Top of Data for this exercise

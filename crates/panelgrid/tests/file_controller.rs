use panelgrid::layout::harness::MemoryViewport;
use panelgrid::layout::ids;
use panelgrid::prelude::*;
use panelgrid::{Error, StoreError, open_file_controller};
use pretty_assertions::assert_eq;

fn viewport() -> MemoryViewport {
    MemoryViewport::grid(["A", "B", "C", "D"], 2, 100.0, 100.0, 20.0)
}

#[test]
fn committed_order_survives_reopen() {
    let dir = tempfile::tempdir().unwrap();
    let path = dir.path().join("layout.json");

    let mut first = open_file_controller(viewport(), &path, LayoutConfig::default()).unwrap();
    first.init();
    assert!(first.set_layout_mode(true));
    first.dispatch(
        ListenerTarget::Container,
        HostEvent::PointerDown {
            target: PointerTarget::item(ItemId::new("D").unwrap()),
            input: PointerInput::mouse(1, Point::new(130.0, 130.0)),
        },
    );
    first.dispatch(
        ListenerTarget::Window,
        HostEvent::PointerMove(PointerInput::mouse(1, Point::new(10.0, 10.0))),
    );
    first.dispatch(
        ListenerTarget::Window,
        HostEvent::PointerUp(PointerInput::mouse(1, Point::new(10.0, 10.0))),
    );
    drop(first);

    let mut second = open_file_controller(viewport(), &path, LayoutConfig::default()).unwrap();
    second.init();
    assert!(second.layout_mode());
    assert_eq!(second.viewport().item_ids(), ids(["D", "A", "B", "C"]));
}

#[test]
fn corrupt_file_is_reported() {
    let dir = tempfile::tempdir().unwrap();
    let path = dir.path().join("layout.json");
    std::fs::write(&path, "{ nope").unwrap();
    let result = open_file_controller(viewport(), &path, LayoutConfig::default());
    assert!(matches!(result, Err(Error::Store(StoreError::Corrupt { .. }))));
}
#![forbid(unsafe_code)]

//! Hidden-set application with exact display restoration.
//!
//! Hiding an item records its inline `display` value once (the first time
//! it is hidden), sets `display: none`, and marks it `aria-hidden`.
//! Un-hiding writes the recorded value back verbatim, including the empty
//! string, and removes `aria-hidden`.
//!
//! # Invariants
//!
//! 1. hide then unhide reproduces the pre-hide inline `display` exactly.
//! 2. Re-applying the same hidden set performs no viewport writes.
//! 3. Hidden items keep their position in the container order.

use std::collections::BTreeSet;

use rustc_hash::FxHashMap;

use crate::id::ItemId;
use crate::viewport::{StyleProp, ViewportAdapter};

/// Set of hidden item ids. Ordered so it serializes sorted.
pub type HiddenSet = BTreeSet<ItemId>;

const HIDDEN_DISPLAY: &str = "none";

/// Counts of writes performed by one visibility pass.
#[derive(Debug, Clone, Copy, PartialEq, Eq, Default)]
pub struct VisibilityPass {
    pub hidden: usize,
    pub restored: usize,
    pub cleared: usize,
    pub failed_writes: usize,
}

impl VisibilityPass {
    /// Whether the pass wrote anything.
    #[must_use]
    pub const fn changed(&self) -> bool {
        self.hidden + self.restored + self.cleared > 0
    }
}

/// Applies a [`HiddenSet`] to a viewport, remembering prior display values.
#[derive(Debug, Clone, Default)]
pub struct VisibilityApplier {
    remembered: FxHashMap<ItemId, String>,
}

impl VisibilityApplier {
    #[must_use]
    pub fn new() -> Self {
        Self::default()
    }

    /// Inline display recorded when `id` was hidden.
    #[must_use]
    pub fn remembered_display(&self, id: &ItemId) -> Option<&str> {
        self.remembered.get(id).map(String::as_str)
    }

    /// Apply `hidden` to every live item.
    pub fn apply<V: ViewportAdapter + ?Sized>(
        &mut self,
        viewport: &mut V,
        hidden: &HiddenSet,
    ) -> VisibilityPass {
        let mut pass = VisibilityPass::default();
        for id in viewport.item_ids() {
            if hidden.contains(&id) {
                self.hide(viewport, &id, &mut pass);
            } else {
                self.show(viewport, &id, &mut pass);
            }
        }
        if pass.changed() {
            tracing::debug!(
                hidden = pass.hidden,
                restored = pass.restored,
                cleared = pass.cleared,
                "visibility applied"
            );
        }
        pass
    }

    fn hide<V: ViewportAdapter + ?Sized>(
        &mut self,
        viewport: &mut V,
        id: &ItemId,
        pass: &mut VisibilityPass,
    ) {
        if !self.remembered.contains_key(id) {
            let prior = viewport.inline_style(id, StyleProp::Display);
            self.remembered.insert(id.clone(), prior);
        }
        let mut wrote = false;
        if viewport.inline_style(id, StyleProp::Display) != HIDDEN_DISPLAY {
            wrote = true;
            if let Err(err) = viewport.set_inline_style(id, StyleProp::Display, HIDDEN_DISPLAY) {
                tracing::warn!(item = %id, error = %err, "failed to hide item");
                pass.failed_writes += 1;
            }
        }
        if !viewport.is_aria_hidden(id) {
            wrote = true;
            if let Err(err) = viewport.set_aria_hidden(id, true) {
                tracing::warn!(item = %id, error = %err, "failed to mark item aria-hidden");
                pass.failed_writes += 1;
            }
        }
        if wrote {
            pass.hidden += 1;
        }
    }

    fn show<V: ViewportAdapter + ?Sized>(
        &mut self,
        viewport: &mut V,
        id: &ItemId,
        pass: &mut VisibilityPass,
    ) {
        if let Some(prior) = self.remembered.remove(id) {
            if let Err(err) = viewport.set_inline_style(id, StyleProp::Display, &prior) {
                tracing::warn!(item = %id, error = %err, "failed to restore item display");
                pass.failed_writes += 1;
            }
            if let Err(err) = viewport.set_aria_hidden(id, false) {
                tracing::warn!(item = %id, error = %err, "failed to clear aria-hidden");
                pass.failed_writes += 1;
            }
            pass.restored += 1;
        } else if viewport.is_aria_hidden(id) {
            if let Err(err) = viewport.set_aria_hidden(id, false) {
                tracing::warn!(item = %id, error = %err, "failed to clear aria-hidden");
                pass.failed_writes += 1;
            }
            pass.cleared += 1;
        }
    }
}

#[cfg(test)]
mod tests {
    use super::{HiddenSet, VisibilityApplier};
    use crate::harness::MemoryViewport;
    use crate::id::ItemId;
    use crate::viewport::{StyleProp, ViewportAdapter};

    fn id(raw: &str) -> ItemId {
        ItemId::new(raw).expect("non-blank")
    }

    fn set(raw: &[&str]) -> HiddenSet {
        raw.iter().map(|r| id(r)).collect()
    }

    #[test]
    fn hide_then_unhide_restores_exact_display() {
        let mut viewport = MemoryViewport::grid(["a", "b", "c"], 3, 100.0, 100.0, 0.0);
        viewport
            .set_inline_style(&id("a"), StyleProp::Display, "grid")
            .expect("style");
        let mut applier = VisibilityApplier::new();

        applier.apply(&mut viewport, &set(&["a", "b"]));
        assert_eq!(viewport.inline_style(&id("a"), StyleProp::Display), "none");
        assert_eq!(viewport.inline_style(&id("b"), StyleProp::Display), "none");
        assert!(viewport.is_aria_hidden(&id("b")));
        assert_eq!(applier.remembered_display(&id("a")), Some("grid"));
        assert_eq!(applier.remembered_display(&id("b")), Some(""));

        applier.apply(&mut viewport, &HiddenSet::new());
        assert_eq!(viewport.inline_style(&id("a"), StyleProp::Display), "grid");
        assert_eq!(viewport.inline_style(&id("b"), StyleProp::Display), "");
        assert!(!viewport.is_aria_hidden(&id("a")));
        assert!(!viewport.is_aria_hidden(&id("b")));
    }

    #[test]
    fn prior_display_is_remembered_only_once() {
        let mut viewport = MemoryViewport::grid(["a", "b"], 2, 100.0, 100.0, 0.0);
        viewport
            .set_inline_style(&id("a"), StyleProp::Display, "flex")
            .expect("style");
        let mut applier = VisibilityApplier::new();
        applier.apply(&mut viewport, &set(&["a"]));
        applier.apply(&mut viewport, &set(&["a"]));
        assert_eq!(applier.remembered_display(&id("a")), Some("flex"));
        applier.apply(&mut viewport, &set(&[]));
        assert_eq!(viewport.inline_style(&id("a"), StyleProp::Display), "flex");
    }

    #[test]
    fn reapplying_same_set_is_write_free() {
        let mut viewport = MemoryViewport::grid(["a", "b"], 2, 100.0, 100.0, 0.0);
        let mut applier = VisibilityApplier::new();
        applier.apply(&mut viewport, &set(&["b"]));
        let before = viewport.mutation_count();
        let pass = applier.apply(&mut viewport, &set(&["b"]));
        assert!(!pass.changed());
        assert_eq!(viewport.mutation_count(), before);
    }

    #[test]
    fn stray_aria_hidden_is_cleared_for_visible_items() {
        let mut viewport = MemoryViewport::grid(["a"], 1, 100.0, 100.0, 0.0);
        viewport.set_aria_hidden(&id("a"), true).expect("aria");
        let pass = VisibilityApplier::new().apply(&mut viewport, &HiddenSet::new());
        assert_eq!(pass.cleared, 1);
        assert!(!viewport.is_aria_hidden(&id("a")));
    }
}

Bottom of Data for this exercise

#### Instructions for the task
Give back, exactly and with nothing added, the lines from the line containing "assert_eq!(pass.cleared, 1);" through the final line of the records above, both of them included.

#### Worked solution
        assert_eq!(pass.cleared, 1);
        assert!(!viewport.is_aria_hidden(&id("a")));
    }
}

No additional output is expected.